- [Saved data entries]
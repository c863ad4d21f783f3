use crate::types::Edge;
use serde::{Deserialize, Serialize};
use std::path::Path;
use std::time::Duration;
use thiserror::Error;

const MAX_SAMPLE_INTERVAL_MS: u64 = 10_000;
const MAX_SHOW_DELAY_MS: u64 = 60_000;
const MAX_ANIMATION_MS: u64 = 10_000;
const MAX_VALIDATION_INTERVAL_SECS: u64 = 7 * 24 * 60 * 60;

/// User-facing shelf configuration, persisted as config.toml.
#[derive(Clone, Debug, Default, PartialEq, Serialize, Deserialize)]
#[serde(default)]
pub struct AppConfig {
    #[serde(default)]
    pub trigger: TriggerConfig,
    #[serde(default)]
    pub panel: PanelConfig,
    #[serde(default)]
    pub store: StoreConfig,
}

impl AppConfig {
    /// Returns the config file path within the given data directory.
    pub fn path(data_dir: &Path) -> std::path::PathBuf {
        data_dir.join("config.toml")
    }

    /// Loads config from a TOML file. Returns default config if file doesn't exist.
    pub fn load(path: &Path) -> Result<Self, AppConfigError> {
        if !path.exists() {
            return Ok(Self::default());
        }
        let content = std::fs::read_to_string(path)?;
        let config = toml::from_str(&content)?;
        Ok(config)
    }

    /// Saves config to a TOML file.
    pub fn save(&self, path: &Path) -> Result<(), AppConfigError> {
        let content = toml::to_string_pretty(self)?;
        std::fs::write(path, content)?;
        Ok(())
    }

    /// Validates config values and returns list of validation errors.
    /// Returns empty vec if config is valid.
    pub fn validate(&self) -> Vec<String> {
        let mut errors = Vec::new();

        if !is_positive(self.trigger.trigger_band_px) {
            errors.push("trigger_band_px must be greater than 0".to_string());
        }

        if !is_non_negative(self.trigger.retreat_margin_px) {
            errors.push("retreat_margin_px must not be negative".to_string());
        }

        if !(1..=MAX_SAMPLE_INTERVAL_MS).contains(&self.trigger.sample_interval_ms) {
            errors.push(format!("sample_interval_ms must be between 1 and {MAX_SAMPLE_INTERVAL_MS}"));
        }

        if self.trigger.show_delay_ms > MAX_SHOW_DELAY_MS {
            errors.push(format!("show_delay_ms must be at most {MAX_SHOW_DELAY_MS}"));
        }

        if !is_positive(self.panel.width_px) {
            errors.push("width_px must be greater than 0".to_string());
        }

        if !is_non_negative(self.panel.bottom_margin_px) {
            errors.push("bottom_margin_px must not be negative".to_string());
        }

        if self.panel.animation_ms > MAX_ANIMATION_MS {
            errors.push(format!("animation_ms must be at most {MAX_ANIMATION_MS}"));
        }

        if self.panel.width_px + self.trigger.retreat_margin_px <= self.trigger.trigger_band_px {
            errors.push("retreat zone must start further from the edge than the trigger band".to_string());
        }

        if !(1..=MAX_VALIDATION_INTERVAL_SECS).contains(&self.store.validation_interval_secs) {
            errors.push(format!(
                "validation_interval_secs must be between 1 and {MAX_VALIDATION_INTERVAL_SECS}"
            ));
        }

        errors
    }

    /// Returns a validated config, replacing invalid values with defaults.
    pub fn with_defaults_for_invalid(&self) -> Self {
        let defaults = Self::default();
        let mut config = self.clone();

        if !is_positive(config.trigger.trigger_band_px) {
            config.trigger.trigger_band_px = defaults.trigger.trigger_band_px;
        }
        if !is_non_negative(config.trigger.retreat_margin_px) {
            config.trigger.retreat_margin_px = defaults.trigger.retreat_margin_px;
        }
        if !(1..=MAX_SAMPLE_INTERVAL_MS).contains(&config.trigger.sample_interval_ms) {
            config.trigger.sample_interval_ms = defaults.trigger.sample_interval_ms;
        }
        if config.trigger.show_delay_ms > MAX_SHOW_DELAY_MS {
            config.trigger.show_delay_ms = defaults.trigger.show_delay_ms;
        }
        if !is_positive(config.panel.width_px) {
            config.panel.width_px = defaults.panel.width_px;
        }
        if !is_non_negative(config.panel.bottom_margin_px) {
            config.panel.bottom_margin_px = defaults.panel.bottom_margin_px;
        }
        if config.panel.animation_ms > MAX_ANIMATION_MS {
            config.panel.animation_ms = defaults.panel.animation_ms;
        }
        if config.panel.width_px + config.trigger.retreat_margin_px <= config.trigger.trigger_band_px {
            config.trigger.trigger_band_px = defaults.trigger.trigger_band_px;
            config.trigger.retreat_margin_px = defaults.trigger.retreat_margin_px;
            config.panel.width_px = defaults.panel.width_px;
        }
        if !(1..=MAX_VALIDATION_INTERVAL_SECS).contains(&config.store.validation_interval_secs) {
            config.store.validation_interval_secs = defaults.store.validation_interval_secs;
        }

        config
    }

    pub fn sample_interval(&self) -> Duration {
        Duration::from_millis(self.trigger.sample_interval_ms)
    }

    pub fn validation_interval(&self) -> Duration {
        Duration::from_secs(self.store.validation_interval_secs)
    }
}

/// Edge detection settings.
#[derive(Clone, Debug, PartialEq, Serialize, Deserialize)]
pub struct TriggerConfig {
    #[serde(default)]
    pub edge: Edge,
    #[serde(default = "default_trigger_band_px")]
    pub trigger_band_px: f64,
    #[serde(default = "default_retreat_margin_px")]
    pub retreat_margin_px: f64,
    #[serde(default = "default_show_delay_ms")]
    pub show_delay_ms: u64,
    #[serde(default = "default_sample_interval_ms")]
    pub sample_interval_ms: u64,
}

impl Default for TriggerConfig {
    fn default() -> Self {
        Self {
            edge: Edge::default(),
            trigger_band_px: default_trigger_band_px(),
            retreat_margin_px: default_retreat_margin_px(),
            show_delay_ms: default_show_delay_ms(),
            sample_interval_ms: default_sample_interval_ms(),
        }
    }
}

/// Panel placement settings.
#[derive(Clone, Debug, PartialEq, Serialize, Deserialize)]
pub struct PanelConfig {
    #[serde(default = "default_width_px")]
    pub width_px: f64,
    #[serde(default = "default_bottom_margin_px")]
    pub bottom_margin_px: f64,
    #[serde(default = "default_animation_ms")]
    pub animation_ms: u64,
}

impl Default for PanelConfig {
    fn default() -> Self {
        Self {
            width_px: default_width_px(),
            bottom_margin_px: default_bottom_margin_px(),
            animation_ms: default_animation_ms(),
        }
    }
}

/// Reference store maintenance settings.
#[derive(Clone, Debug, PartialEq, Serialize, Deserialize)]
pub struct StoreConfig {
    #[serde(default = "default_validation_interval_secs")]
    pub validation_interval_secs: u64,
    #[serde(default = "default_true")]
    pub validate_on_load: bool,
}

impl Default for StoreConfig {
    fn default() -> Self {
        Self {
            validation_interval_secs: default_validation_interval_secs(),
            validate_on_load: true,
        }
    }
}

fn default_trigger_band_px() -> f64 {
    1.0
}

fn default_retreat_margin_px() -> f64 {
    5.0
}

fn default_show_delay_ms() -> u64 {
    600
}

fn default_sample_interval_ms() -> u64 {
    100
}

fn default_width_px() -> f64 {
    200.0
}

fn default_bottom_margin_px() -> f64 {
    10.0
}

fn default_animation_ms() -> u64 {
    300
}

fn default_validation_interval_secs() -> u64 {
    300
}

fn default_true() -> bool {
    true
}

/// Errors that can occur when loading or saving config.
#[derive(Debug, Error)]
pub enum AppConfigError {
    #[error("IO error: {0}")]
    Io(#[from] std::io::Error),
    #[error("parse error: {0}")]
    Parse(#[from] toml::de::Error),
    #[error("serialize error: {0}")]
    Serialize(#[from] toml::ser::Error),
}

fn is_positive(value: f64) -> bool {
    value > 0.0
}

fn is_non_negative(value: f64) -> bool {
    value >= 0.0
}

- [What is expected] Please copy each line of the records above that holds the word "greater".

- [Response to this task]
            errors.push("trigger_band_px must be greater than 0".to_string());
            errors.push("width_px must be greater than 0".to_string());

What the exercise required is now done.